In many larger cities and in smaller rural towns you often find a "tagline" or town motto. This becomes a catch phase or creates a brand of sorts to remember the town. Generally, as you drive into town there is a welcome sign that heralds the city name, sometimes the elevation or population, and a meaningful tagline to identify the quality of life, city character, personality or location. More often than not, these taglines are meant to be inspiring to those that live there and to those that visit. Barbershops do not generally use the hometown tagline but being a part of the fiber of the community, may reflect the slogan in their lifestyle or business. Most of the following samples come from driving across the Midwest:
- Poway, CA: "The City in the Country"
- Lawrence, KS: "River City - From Ashes to Immortality"

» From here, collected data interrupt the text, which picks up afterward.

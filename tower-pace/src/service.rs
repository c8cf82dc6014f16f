use std::future::Future;
use std::ops::ControlFlow;
use std::pin::Pin;
use std::sync::Arc;
use std::task::Context;
use std::task::Poll;
use std::time::Duration;

use opentelemetry::KeyValue;
use opentelemetry::global;
use opentelemetry::metrics::Counter;
use tokio::time::Instant;
use tokio::time::Sleep;
use tokio::time::sleep;
use tower::BoxError;
use tower::Service;

use pace_limit::Admission;
use pace_limit::Reason;

use crate::error::PaceError;

/// A service that holds requests in `poll_ready` until the admission gate
/// grants them.
///
/// Refusals come with a `retry_after` hint; the service parks a timer for
/// that long and re-probes the gate on wake, so a permit is only ever taken
/// against a fresh clock reading. The permit is taken *after* the inner
/// service reports ready, to avoid burning quota on a request that cannot
/// be dispatched yet.
#[derive(Debug)]
pub struct ThrottleService<G, S>
where
    G: ?Sized,
{
    inner: S,
    gate: Arc<G>,
    backoff: Option<Pin<Box<Sleep>>>,
    permit_acquired: bool,
    fail_fast: bool,
    wait_limit: Option<Duration>,
    wait_start: Option<Instant>,
    early_wake: Counter<u64>,
}

// Manually implement Clone because Pin<Box<Sleep>> cannot be cloned
impl<G, S> Clone for ThrottleService<G, S>
where
    G: ?Sized,
    S: Clone,
{
    fn clone(&self) -> Self {
        Self {
            inner: self.inner.clone(),
            gate: Arc::clone(&self.gate),
            // A fresh clone starts with no parked timer and no permit
            backoff: None,
            permit_acquired: false,
            fail_fast: self.fail_fast,
            wait_limit: self.wait_limit,
            wait_start: None,
            early_wake: self.early_wake.clone(),
        }
    }
}

impl<G, S, Req> Service<Req> for ThrottleService<G, S>
where
    G: Admission + ?Sized + Send + Sync + 'static,
    S: Service<Req, Error = BoxError>,
    Req: Send + 'static,
{
    type Response = S::Response;
    type Error = S::Error;
    type Future = S::Future;

    fn poll_ready(&mut self, cx: &mut Context<'_>) -> Poll<Result<(), Self::Error>> {
        // 1. Drain a parked backoff timer before probing again
        if let Some(ref mut timer) = self.backoff {
            match timer.as_mut().poll(cx) {
                Poll::Ready(_) => {
                    self.backoff = None;
                }
                Poll::Pending => {
                    // Woken before the backoff elapsed
                    let gate = format!("{:?}", self.gate);
                    self.early_wake.add(1, &[KeyValue::new("gate", gate)]);
                    return Poll::Pending;
                }
            }
        }

        // 2. Check inner service readiness FIRST to avoid over-consuming quota
        match self.inner.poll_ready(cx) {
            Poll::Pending => return Poll::Pending,
            Poll::Ready(Err(e)) => return Poll::Ready(Err(e)),
            Poll::Ready(Ok(())) => {}
        }

        // 3. Probe the gate if we don't hold a permit yet
        if !self.permit_acquired {
            if let Some(limit) = self.wait_limit {
                let start = *self.wait_start.get_or_insert(Instant::now());
                if start.elapsed() >= limit {
                    self.wait_start = None;
                    return Poll::Ready(Err(Box::new(PaceError::WaitLimitExceeded)));
                }
            }

            match self.gate.try_admit() {
                ControlFlow::Continue(()) => {
                    self.permit_acquired = true;
                    self.wait_start = None;
                }
                ControlFlow::Break(Reason::Exhausted { retry_after }) => {
                    if self.fail_fast {
                        return Poll::Ready(Err(Box::new(PaceError::RateLimited { retry_after })));
                    }

                    // Never sleep past the remaining wait budget
                    let backoff = match (self.wait_limit, self.wait_start) {
                        (Some(limit), Some(start)) => {
                            retry_after.min(limit.saturating_sub(start.elapsed()))
                        }
                        _ => retry_after,
                    };

                    let mut timer = Box::pin(sleep(backoff));
                    match timer.as_mut().poll(cx) {
                        Poll::Pending => {
                            self.backoff = Some(timer);
                            return Poll::Pending;
                        }
                        Poll::Ready(_) => {
                            // Zero-length hint; yield and re-probe
                            cx.waker().wake_by_ref();
                            return Poll::Pending;
                        }
                    }
                }
            }
        }

        Poll::Ready(Ok(()))
    }

    fn call(&mut self, req: Req) -> Self::Future {
        self.permit_acquired = false;
        self.wait_start = None;
        self.inner.call(req)
    }
}

impl<G, S> ThrottleService<G, S>
where
    G: ?Sized,
{
    pub fn new(inner: S, gate: Arc<G>) -> Self {
        let meter = global::meter("throttle_service");

        Self {
            inner,
            gate,
            backoff: None,
            permit_acquired: false,
            fail_fast: false,
            wait_limit: None,
            wait_start: None,
            early_wake: meter.u64_counter("early_wake").build(),
        }
    }

    /// Set whether the service should fail immediately when a window is
    /// full.
    ///
    /// If `true`, the service returns [`PaceError::RateLimited`] instead of
    /// queueing until the gate opens.
    pub fn with_fail_fast(mut self, fail_fast: bool) -> Self {
        self.fail_fast = fail_fast;
        self
    }

    /// Bound the total time a request may spend waiting for admission.
    ///
    /// Exceeding the limit fails the request with
    /// [`PaceError::WaitLimitExceeded`]. The limit covers the admission
    /// wait only, not the inner service's execution.
    pub fn with_wait_limit(mut self, wait_limit: Duration) -> Self {
        self.wait_limit = Some(wait_limit);
        self
    }
}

- Goodland, IN: "Our Name Says It All"
- Fairbury, IL: "Small Town America at its Finest"
- Audebon County, IA: "Where Dreams Take Flight"
- Gilman, IL: "The City of Crossroads"
- Yakima, WA: "The Heart of Central Washington"
- Chenoa, IL: "The Crossroads of Opportunity"
- Kentland, IN: "A Wonderful Place to Call Home"
- Crescent City, iL: "Small City, Big Spirit"
- Waverly, NE: "A Great Place to Grow"
- Piper City, IL: "A Great City to Raise a Family"
- Pella, IA: "A Touch of Holland"
- Glendive, MT: "Where the Best Begins"
- Watseka, IL: "Building Family & Community Spirit"
- Wayne County, UT: "Land of Solitude & Contrast"
- Keokuk, IA: "Make It Yours"
- Preston, ID: "Where the City Meets the Mountains"
- Deluzian, H. Edward. Names and Personal Identity. Behind the Name: The Etymology and History of First Names. Victoria, BC, Canada, 1996.
- Hunter, Mic. The American Barbershop – A Closer Look at a Disappearing Place. Mount Horeb, Wisconsin: Face to Face Books, pg. 13, 1996.
- Twitchell, James B. Where Men Hide. New York: Columbia University Press, pg. 112, 2006.
- Lauritsen, Aaron. 100 Days Drive: The Great North American Road. Copyright by author, Calgary Alberta Canada, 2016
- Berg, Elizabeth. The Year of Pleasures. New York: Random House, 2005.